The children of 9/11: haunted by their fathers’ last hours, some dread the anniversary
Children who lost a parent that day share a burden of grief, prying questions and ubiquitous footage of the disaster that killed their parents
Mike Friedman is intimately acquainted with the shadow that 9/11 has placed over its children. He and his twin brother Dan were 11 on the day they lost their father.
“9/11 is the only tragedy that is associated with a specific date, so nobody lets you forget it,” Mike said. “It’s on the news, on TV, on the internet. You never become fully immune to that – in the week up to 9/11 I’m never feeling like my normal self.”

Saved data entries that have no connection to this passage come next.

//! Dotenv file parsing with `$VAR` / `${VAR}` interpolation.
//!
//! Values are resolved against the union of the file's own entries and the
//! environment accumulated from earlier providers. References to undefined
//! variables resolve to the empty string; circular references terminate
//! with empty values rather than looping.

use std::collections::{HashMap, HashSet};

use indexmap::IndexMap;

/// Parses dotenv `contents` and resolves interpolation. `accumulated` holds
/// the values merged from earlier providers; file entries shadow it.
pub fn parse(contents: &str, accumulated: &IndexMap<String, String>) -> IndexMap<String, String> {
	let mut raw: IndexMap<String, RawValue> = IndexMap::new();
	for line in contents.lines() {
		let line = line.trim();
		if line.is_empty() || line.starts_with('#') {
			continue;
		}
		let line = line.strip_prefix("export ").unwrap_or(line);
		let Some((key, value)) = line.split_once('=') else {
			continue;
		};
		let key = key.trim();
		if key.is_empty() {
			continue;
		}
		raw.insert(key.to_string(), parse_value(value.trim()));
	}

	let mut resolved: HashMap<String, String> = HashMap::new();
	let keys: Vec<String> = raw.keys().cloned().collect();
	for key in &keys {
		let mut visiting = HashSet::new();
		let value = resolve(key, &raw, accumulated, &mut resolved, &mut visiting);
		resolved.insert(key.clone(), value);
	}

	keys
		.into_iter()
		.map(|k| {
			let v = resolved.get(&k).cloned().unwrap_or_default();
			(k, v)
		})
		.collect()
}

enum RawValue {
	/// Unquoted or double-quoted: interpolation applies.
	Interpolated(String),
	/// Single-quoted: taken literally.
	Literal(String),
}

fn parse_value(value: &str) -> RawValue {
	if value.len() >= 2 && value.starts_with('"') && value.ends_with('"') {
		return RawValue::Interpolated(unescape(&value[1..value.len() - 1]));
	}
	if value.len() >= 2 && value.starts_with('\'') && value.ends_with('\'') {
		return RawValue::Literal(value[1..value.len() - 1].to_string());
	}
	// Unquoted values lose trailing comments.
	let value = match value.find(" #") {
		Some(idx) => value[..idx].trim_end(),
		None => value,
	};
	RawValue::Interpolated(value.to_string())
}

fn unescape(value: &str) -> String {
	let mut out = String::with_capacity(value.len());
	let mut chars = value.chars();
	while let Some(c) = chars.next() {
		if c != '\\' {
			out.push(c);
			continue;
		}
		match chars.next() {
			Some('n') => out.push('\n'),
			Some('t') => out.push('\t'),
			Some('r') => out.push('\r'),
			Some('"') => out.push('"'),
			Some('\\') => out.push('\\'),
			Some(other) => {
				out.push('\\');
				out.push(other);
			},
			None => out.push('\\'),
		}
	}
	out
}

fn resolve(
	key: &str,
	raw: &IndexMap<String, RawValue>,
	accumulated: &IndexMap<String, String>,
	resolved: &mut HashMap<String, String>,
	visiting: &mut HashSet<String>,
) -> String {
	if let Some(done) = resolved.get(key) {
		return done.clone();
	}
	if !visiting.insert(key.to_string()) {
		// Circular reference; cut it off with an empty value.
		return String::new();
	}
	let value = match raw.get(key) {
		Some(RawValue::Literal(v)) => v.clone(),
		Some(RawValue::Interpolated(v)) => interpolate(v, raw, accumulated, resolved, visiting),
		None => accumulated.get(key).cloned().unwrap_or_default(),
	};
	visiting.remove(key);
	value
}

fn interpolate(
	value: &str,
	raw: &IndexMap<String, RawValue>,
	accumulated: &IndexMap<String, String>,
	resolved: &mut HashMap<String, String>,
	visiting: &mut HashSet<String>,
) -> String {
	let mut out = String::with_capacity(value.len());
	let mut rest = value;
	while let Some(dollar) = rest.find('$') {
		out.push_str(&rest[..dollar]);
		let after = &rest[dollar + 1..];
		// ${NAME} form
		if let Some(braced) = after.strip_prefix('{') {
			if let Some(end) = braced.find('}') {
				let name = &braced[..end];
				out.push_str(&resolve(name, raw, accumulated, resolved, visiting));
				rest = &braced[end + 1..];
				continue;
			}
			out.push('$');
			rest = after;
			continue;
		}
		// $NAME form
		let end = after
			.find(|c: char| !c.is_ascii_alphanumeric() && c != '_')
			.unwrap_or(after.len());
		if end == 0 {
			out.push('$');
			rest = after;
			continue;
		}
		let name = &after[..end];
		out.push_str(&resolve(name, raw, accumulated, resolved, visiting));
		rest = &after[end..];
	}
	out.push_str(rest);
	out
}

Even before the attacks, the brothers had a special connection to the enormous World Trade Center skyscrapers in downtown Manhattan. The link stems from the most notable feature about the brothers – their height. Mike is 6ft 11in and Dan 6ft 9in.
For years they were the tallest people at their school, teachers included, and they acquired a nickname that paid homage to their stature. It was given to them by the basketball superstar Magic Johnson, who they had the chance to meet at one of their mother’s work functions; he signed an autograph for them, writing: “To the Twin Towers, best of luck”.
The nickname stuck. Mike and Dan were now the Twin Towers, well before their dad Andrew Friedman, a 44-year-old equity sales trader, went to work that day on the 92nd floor of the north tower.
‘It’s on the news, on TV, on the internet,’ Mike Friedman said. ‘In the week up to 9/11 I’m never feeling like my normal self.’ Photograph: Desiree Rios/The Guardian
There are striking differences between the experiences of the twins and Robyn Higley. Unlike her, they were very much present on the day and vividly recall being called out of class by the school principal and told a plane had hit their father’s building in New York but not to worry, he was fine.
They went about the rest of the day as though nothing had happened. They remember having fun at a neighbour’s house, swimming in the pool and enjoying a barbecue.
It was not until the following day that their mother, Lisa Friedman Clark, sat them down and told them: “Guys, I don’t think your dad’s coming home.”